In the myenteric plexus, ATP is released as a neurotransmitter by "purinergic" nerves, relaxing visceral smooth muscle. We report a signal transduction mechanism for ATP in cultured myenteric neurons involving receptor-mediated release of intracellular Ca2+ stores. Primary cultures of myenteric neurons from guinea pigs taenia coli were loaded with the Ca2+ indicator fura 2-acetoxymethyl ester (AM) and examined using digital imaging microscopy. Superfusion of single neurons with ATP (0.01-1,000 microM) resulted in concentration-dependent increases in intracellular Ca2+ concentration ([Ca2+]i) that were independent of extracellular Ca2+. Decrements in peak [Ca2+]i were seen with repetitive ATP exposure. Responsiveness of myenteric neurons to purinergic agonists (100 microM) was consistent with action at a neuronal P 2y purinoceptor: 2-chloro-ATP = ATP = 2-methyl-thio-ATP (MeSATP) > ADP > alpha, beta-MeATP = beta,gamma-MeATP > AMP > adenosine. ATP-evoked Ca2+ transients were inhibited dose dependently by suramin, a nonspecific P2 antagonist, and reactive blue 2, a specific P 2y antagonist. ATP and cyclopiazonic acid (30 microM) appear to release an identical intracellular Ca2+ store.

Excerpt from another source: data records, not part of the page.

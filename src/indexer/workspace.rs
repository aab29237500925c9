//! Workspace scan for catalog files.
use std::path::PathBuf;
use std::{
    collections::HashMap,
    path::Path,
    sync::Arc,
};

use ignore::WalkBuilder;
use tokio::sync::{
    RwLock,
    Semaphore,
};

use crate::catalog::locale::{
    detect_language_from_path,
    fallback_chain,
    same_locale,
};
use crate::catalog::{
    CatalogError,
    ParsedCatalog,
    parse_str,
};
use crate::config::{
    ConfigManager,
    FileMatcher,
};
use crate::indexer::types::{
    IndexSummary,
    IndexerError,
};

/// Loaded catalogs, keyed by absolute path.
#[derive(Clone, Debug, Default)]
pub struct WorkspaceIndexer {
    catalogs: Arc<RwLock<HashMap<PathBuf, ParsedCatalog>>>,
}

impl WorkspaceIndexer {
    #[must_use]
    pub fn new() -> Self {
        Self { catalogs: Arc::new(RwLock::new(HashMap::new())) }
    }

    /// Finds and loads every catalog under `workspace_path`.
    ///
    /// Files that fail to load are reported in the summary and leave the
    /// index without an entry for that path.
    ///
    /// # Errors
    /// - `workspace_path` is not a directory
    /// - The configured patterns are invalid
    pub async fn index_workspace(
        &self,
        workspace_path: &Path,
        config_manager: &ConfigManager,
    ) -> Result<IndexSummary, IndexerError> {
        tracing::debug!(workspace_path = %workspace_path.display(), "Indexing workspace");
        if !workspace_path.is_dir() {
            return Err(IndexerError::InvalidPath(workspace_path.to_path_buf()));
        }

        let matcher = config_manager.file_matcher(workspace_path)?;
        let files = Self::find_catalog_files(&matcher);
        tracing::debug!(count = files.len(), "Found catalog files");

        let num_threads = config_manager.get_settings().indexing.effective_num_threads();
        let semaphore = Arc::new(Semaphore::new(num_threads));

        let futures: Vec<_> = files
            .into_iter()
            .map(|file| {
                let semaphore = Arc::clone(&semaphore);
                async move {
                    let _permit = semaphore.acquire().await;
                    let result = self.index_file(&file).await;
                    (file, result)
                }
            })
            .collect();

        let mut summary = IndexSummary::default();
        for (file, result) in futures::future::join_all(futures).await {
            match result {
                Ok(()) => summary.loaded.push(file),
                Err(error) => {
                    tracing::warn!("{error}");
                    summary.failed.push(error);
                }
            }
        }
        summary.loaded.sort();
        summary.failed.sort_by(|a, b| a.path().cmp(b.path()));

        Ok(summary)
    }

    async fn index_file(&self, file_path: &Path) -> Result<(), CatalogError> {
        let content = tokio::fs::read_to_string(file_path)
            .await
            .map_err(|source| CatalogError::Io { path: file_path.to_path_buf(), source })?;
        self.update_file(file_path, &content).await
    }

    fn find_catalog_files(matcher: &FileMatcher) -> Vec<PathBuf> {
        let workspace_path = matcher.workspace_root();
        let mut found_files = Vec::new();

        for result in WalkBuilder::new(workspace_path)
            .hidden(false)
            .git_ignore(true)
            .git_global(true)
            .git_exclude(true)
            .follow_links(false)
            .build()
        {
            let entry = match result {
                Ok(entry) => entry,
                Err(err) => {
                    tracing::debug!(?err, "Failed to read directory entry");
                    continue;
                }
            };

            if !entry.file_type().is_some_and(|ft| ft.is_file()) {
                continue;
            }

            if matcher.is_translation_file(entry.path()) {
                found_files.push(entry.path().to_path_buf());
            }
        }

        found_files
    }

    /// Parses `content` and stores it under `path`.
    ///
    /// On error the previous entry for `path` is removed.
    ///
    /// # Errors
    /// Returns the parse error.
    pub async fn update_file(&self, path: &Path, content: &str) -> Result<(), CatalogError> {
        match parse_str(content, path) {
            Ok(parsed) => {
                self.catalogs.write().await.insert(path.to_path_buf(), parsed);
                Ok(())
            }
            Err(error) => {
                self.catalogs.write().await.remove(path);
                Err(error)
            }
        }
    }

    /// Drops `path` from the index. Returns whether it was indexed.
    pub async fn remove_file(&self, path: &Path) -> bool {
        self.catalogs.write().await.remove(path).is_some()
    }

    /// Snapshot of all loaded catalogs, sorted by path.
    pub async fn catalogs(&self) -> Vec<(PathBuf, ParsedCatalog)> {
        let mut catalogs: Vec<_> = self
            .catalogs
            .read()
            .await
            .iter()
            .map(|(path, parsed)| (path.clone(), parsed.clone()))
            .collect();
        catalogs.sort_by(|a, b| a.0.cmp(&b.0));
        catalogs
    }

    /// Catalogs for `language`, using the `language` attribute or the file
    /// name when the attribute is missing.
    ///
    /// A bare language also matches its regional catalogs: `de` finds `de_DE`.
    pub async fn catalogs_for_language(&self, language: &str) -> Vec<(PathBuf, ParsedCatalog)> {
        self.catalogs()
            .await
            .into_iter()
            .filter(|(path, parsed)| {
                parsed
                    .catalog
                    .language
                    .clone()
                    .or_else(|| detect_language_from_path(path))
                    .is_some_and(|lang| {
                        fallback_chain(&lang).iter().any(|candidate| same_locale(candidate, language))
                    })
            })
            .collect()
    }

    pub async fn len(&self) -> usize {
        self.catalogs.read().await.len()
    }

    pub async fn is_empty(&self) -> bool {
        self.catalogs.read().await.is_empty()
    }
}

#[cfg(test)]
#[allow(clippy::unwrap_used)]
mod tests {
    use std::fs;

    use tempfile::TempDir;

    use super::*;

    const GERMAN: &str = "<?xml version=\"1.0\" encoding=\"utf-8\"?>\n\
        <TS version=\"2.1\" language=\"de_DE\">\n\
        <context>\n    <name>device</name>\n    <message>\n        \
        <source>Width</source>\n        <translation>Breite</translation>\n    \
        </message>\n</context>\n</TS>\n";

    const NO_LANGUAGE: &str = "<TS version=\"2.1\">\n<context><name>device</name>\n\
        <message><source>Width</source><translation>Largeur</translation></message>\n\
        </context></TS>\n";

    fn write(root: &Path, relative: &str, content: &str) -> PathBuf {
        let path = root.join(relative);
        fs::create_dir_all(path.parent().unwrap()).unwrap();
        fs::write(&path, content).unwrap();
        path
    }

    #[tokio::test]
    async fn test_index_workspace_loads_matching_files() {
        let temp_dir = TempDir::new().unwrap();
        let root = temp_dir.path();
        let german = write(root, "res/translations/de_DE.ts", GERMAN);
        let french = write(root, "res/translations/fr_FR.ts", NO_LANGUAGE);
        write(root, "src/main.ts", "export {};");
        write(root, "res/translations/broken.ts", "<TS><context>");

        let mut config_manager = ConfigManager::new();
        config_manager.load_settings(Some(root.to_path_buf())).unwrap();
        let indexer = WorkspaceIndexer::new();

        let summary = indexer.index_workspace(root, &config_manager).await.unwrap();

        assert_eq!(summary.loaded, vec![german.clone(), french.clone()]);
        assert_eq!(summary.failed.len(), 1);
        assert_eq!(summary.failed[0].path(), root.join("res/translations/broken.ts"));
        assert!(!summary.is_clean());
        assert_eq!(indexer.len().await, 2);

        let german_catalogs = indexer.catalogs_for_language("de").await;
        assert_eq!(german_catalogs.len(), 1);
        assert_eq!(german_catalogs[0].0, german);

        let french_catalogs = indexer.catalogs_for_language("fr_FR").await;
        assert_eq!(french_catalogs.len(), 1);
        assert_eq!(french_catalogs[0].0, french);
    }

    #[tokio::test]
    async fn test_index_workspace_respects_exclude_patterns() {
        let temp_dir = TempDir::new().unwrap();
        let root = temp_dir.path();
        write(root, "translations/de.ts", GERMAN);
        write(root, "build/translations/de.ts", GERMAN);
        write(root, ".qt-ts-i18n.json", r#"{"excludePatterns": ["build/**"]}"#);

        let mut config_manager = ConfigManager::new();
        config_manager.load_settings(Some(root.to_path_buf())).unwrap();
        let indexer = WorkspaceIndexer::new();

        let summary = indexer.index_workspace(root, &config_manager).await.unwrap();

        assert_eq!(summary.loaded, vec![root.join("translations/de.ts")]);
        assert!(summary.is_clean());
    }

    #[tokio::test]
    async fn test_index_workspace_rejects_missing_root() {
        let temp_dir = TempDir::new().unwrap();
        let missing = temp_dir.path().join("missing");
        let indexer = WorkspaceIndexer::new();

        let result = indexer.index_workspace(&missing, &ConfigManager::new()).await;

        assert!(matches!(result, Err(IndexerError::InvalidPath(_))));
    }

    #[tokio::test]
    async fn test_update_and_remove_file() {
        let indexer = WorkspaceIndexer::new();
        let path = Path::new("/workspace/translations/de.ts");

        indexer.update_file(path, GERMAN).await.unwrap();
        assert_eq!(indexer.len().await, 1);

        let result = indexer.update_file(path, "<TS><context>").await;
        assert!(result.is_err());
        assert!(indexer.is_empty().await);

        indexer.update_file(path, GERMAN).await.unwrap();
        assert!(indexer.remove_file(path).await);
        assert!(!indexer.remove_file(path).await);
    }
}
//! Indexer type definitions.

use std::path::PathBuf;

use thiserror::Error;

use crate::catalog::CatalogError;
use crate::config::MatcherError;

#[derive(Error, Debug)]
pub enum IndexerError {
    /// The configured patterns could not be compiled
    #[error(transparent)]
    Matcher(#[from] MatcherError),
    /// The workspace root is not a directory
    #[error("Not a directory: {}", .0.display())]
    InvalidPath(PathBuf),
}

/// Outcome of a workspace scan.
#[derive(Debug, Default)]
pub struct IndexSummary {
    /// Catalogs that were loaded, sorted by path.
    pub loaded: Vec<PathBuf>,
    /// Catalogs that failed to load, sorted by path.
    pub failed: Vec<CatalogError>,
}

impl IndexSummary {
    #[must_use]
    pub fn is_clean(&self) -> bool {
        self.failed.is_empty()
    }
}
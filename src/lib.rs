//! qt-ts-i18n
//!
//! Reading, writing, checking and looking up Qt Linguist (`.ts`) translation
//! catalogs.

pub mod catalog;
pub mod config;
pub mod diagnostics;
pub mod export;
pub mod indexer;
pub mod revision;
pub mod translator;
pub mod types;

mod test_utils;

pub use catalog::{
    Catalog,
    CatalogError,
    Message,
    TranslationStatus,
};
pub use translator::{
    Translator,
    TranslatorChain,
};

Preincubation with the aminosteroid U-73122 (10 microM) inhibited ATP-evoked Ca2+ transients by 71 +/- 7%, whereas phorbol ester pretreatment (phorbol 12-myristate 13-acetate, 100 nM, 5 min) caused a 76 +/- 4% inhibition. Peak [Ca2+]i evoked by ATP was not affected by preincubation with pertussis toxin (100 ng/ml, 24 h) or nifedipine (10 microM). These data suggest a signal transduction mechanism for ATP in cultured myenteric neurons involving purinoceptor-mediated activation of phospholipase C (PLC), with release of D-myo-inositol 1,4,5-trisphosphate-sensitive intracellular Ca2+ stores.